§ **Description of the task**: Please copy each line below that contains the string "bytes".

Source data
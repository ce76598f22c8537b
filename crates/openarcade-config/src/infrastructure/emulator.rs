//! Device emulator: serves the configuration protocol from a [`DeviceStore`].
//!
//! This is the device side of the link, answering exactly the way the
//! controller's config daemon does:
//!
//! - One response line per non-empty request line, in order.
//! - Lines that are not JSON objects get `{"ok":false,"error":"invalid_json"}`.
//! - Missing arguments get `missing_device_id` / `missing_fields`; a missing
//!   or unknown `cmd` gets `missing_cmd` / `unknown_cmd`.
//! - Writes create the device if needed; `get_device` answers `null` for an
//!   unknown device.
//! - A request `id` is echoed back so the client can match by ID.
//!
//! The store is reloaded before every command so edits made by another
//! process to a file-backed store are visible.
//!
//! [`serve_device`] runs until the reader reaches end of stream.

use std::io;

use openarcade_core::protocol::codec::encode_response;
use openarcade_core::{LineFramer, MappingEntry, Response};
use serde_json::{Map, Value};
use tokio::io::{AsyncRead, AsyncReadExt, AsyncWrite, AsyncWriteExt};
use tracing::{debug, error, info};

use crate::infrastructure::storage::store::{DeviceStore, SharedStore, StoreError};

const READ_BUF_SIZE: usize = 1024;

/// Serves requests read from `reader`, writing responses to `writer`.
///
/// Returns the number of requests answered once `reader` reaches end of
/// stream.
///
/// # Errors
///
/// Any I/O error from reading or writing the link.
pub async fn serve_device<R, W>(mut reader: R, mut writer: W, store: SharedStore) -> io::Result<u64>
where
    R: AsyncRead + Unpin,
    W: AsyncWrite + Unpin,
{
    let mut framer = LineFramer::new();
    let mut buf = vec![0u8; READ_BUF_SIZE];
    let mut served = 0u64;

    loop {
        let n = reader.read(&mut buf).await?;
        if n == 0 {
            info!("emulator: link closed after {served} request(s)");
            return Ok(served);
        }

        let lines: Vec<String> = framer.feed(&buf[..n]).collect();
        for line in lines {
            if line.trim().is_empty() {
                continue;
            }
            let response = {
                let mut store = store.lock().await;
                handle_line(&mut store, &line)
            };
            let bytes =
                encode_response(&response).map_err(|e| io::Error::new(io::ErrorKind::InvalidData, e))?;
            writer.write_all(&bytes).await?;
            writer.flush().await?;
            served += 1;
        }
    }
}

/// Serves requests over one bidirectional stream.
pub async fn serve_stream<S>(stream: S, store: SharedStore) -> io::Result<u64>
where
    S: AsyncRead + AsyncWrite + Unpin,
{
    let (reader, writer) = tokio::io::split(stream);
    serve_device(reader, writer, store).await
}

/// Answers one request line.
pub fn handle_line(store: &mut DeviceStore, line: &str) -> Response {
    let message = match serde_json::from_str::<Value>(line.trim()) {
        Ok(Value::Object(message)) => message,
        _ => {
            debug!("emulator: invalid JSON received: {line:?}");
            return Response::invalid_json();
        }
    };

    store.reload();
    let id = message.get("id").and_then(Value::as_u64);
    let response = handle_command(store, &message);
    debug!("emulator: {:?} -> ok={}", message.get("cmd"), response.ok);
    response.with_id(id)
}

fn handle_command(store: &mut DeviceStore, message: &Map<String, Value>) -> Response {
    let Some(cmd) = non_empty_str(message, "cmd") else {
        return Response::failure("missing_cmd");
    };

    match cmd {
        "ping" => Response::ack().with_field("reply", Value::from("pong")),
        "list_devices" => match serde_json::to_value(store.devices()) {
            Ok(devices) => Response::ack().with_field("devices", devices),
            Err(e) => internal_failure(cmd, &e),
        },
        "get_device" => {
            let Some(device_id) = non_empty_str(message, "device_id") else {
                return Response::failure("missing_device_id");
            };
            match serde_json::to_value(store.device(device_id)) {
                Ok(device) => Response::ack().with_field("device", device),
                Err(e) => internal_failure(cmd, &e),
            }
        }
        "set_descriptor" => {
            let device_id = non_empty_str(message, "device_id");
            let descriptor = message.get("descriptor").filter(|v| !v.is_null());
            match (device_id, descriptor) {
                (Some(device_id), Some(descriptor)) => {
                    outcome(cmd, store.set_descriptor(device_id, descriptor.clone()))
                }
                _ => Response::failure("missing_fields"),
            }
        }
        "set_mapping" => {
            let device_id = non_empty_str(message, "device_id");
            let mode = non_empty_str(message, "mode");
            let control_id = message.get("control_id").and_then(control_id_text);
            let mapping = message
                .get("mapping")
                .filter(|v| !v.is_null())
                .and_then(|v| serde_json::from_value::<MappingEntry>(v.clone()).ok());
            match (device_id, mode, control_id, mapping) {
                (Some(device_id), Some(mode), Some(control_id), Some(mapping)) => outcome(
                    cmd,
                    store.set_mapping(device_id, mode, &control_id, mapping),
                ),
                _ => Response::failure("missing_fields"),
            }
        }
        "set_active_mode" => {
            match (non_empty_str(message, "device_id"), non_empty_str(message, "mode")) {
                (Some(device_id), Some(mode)) => outcome(cmd, store.set_active_mode(device_id, mode)),
                _ => Response::failure("missing_fields"),
            }
        }
        "set_last_seen" => {
            let Some(device_id) = non_empty_str(message, "device_id") else {
                return Response::failure("missing_device_id");
            };
            outcome(cmd, store.touch(device_id))
        }
        _ => Response::failure("unknown_cmd"),
    }
}

fn non_empty_str<'a>(message: &'a Map<String, Value>, key: &str) -> Option<&'a str> {
    message
        .get(key)
        .and_then(Value::as_str)
        .filter(|s| !s.is_empty())
}

/// Control IDs may arrive as strings or numbers.
fn control_id_text(value: &Value) -> Option<String> {
    match value {
        Value::String(s) => Some(s.clone()),
        Value::Number(n) => Some(n.to_string()),
        _ => None,
    }
}

fn outcome(cmd: &str, result: Result<(), StoreError>) -> Response {
    match result {
        Ok(()) => Response::ack(),
        Err(StoreError::Rule(rule)) => Response::failure(rule.code()),
        Err(StoreError::Storage(e)) => internal_failure(cmd, &e),
    }
}

fn internal_failure(cmd: &str, e: &dyn std::fmt::Display) -> Response {
    error!("emulator: {cmd} failed: {e}");
    Response::failure(format!("{cmd}_failed"))
}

§ **Answer section**:
            let bytes =
            writer.write_all(&bytes).await?;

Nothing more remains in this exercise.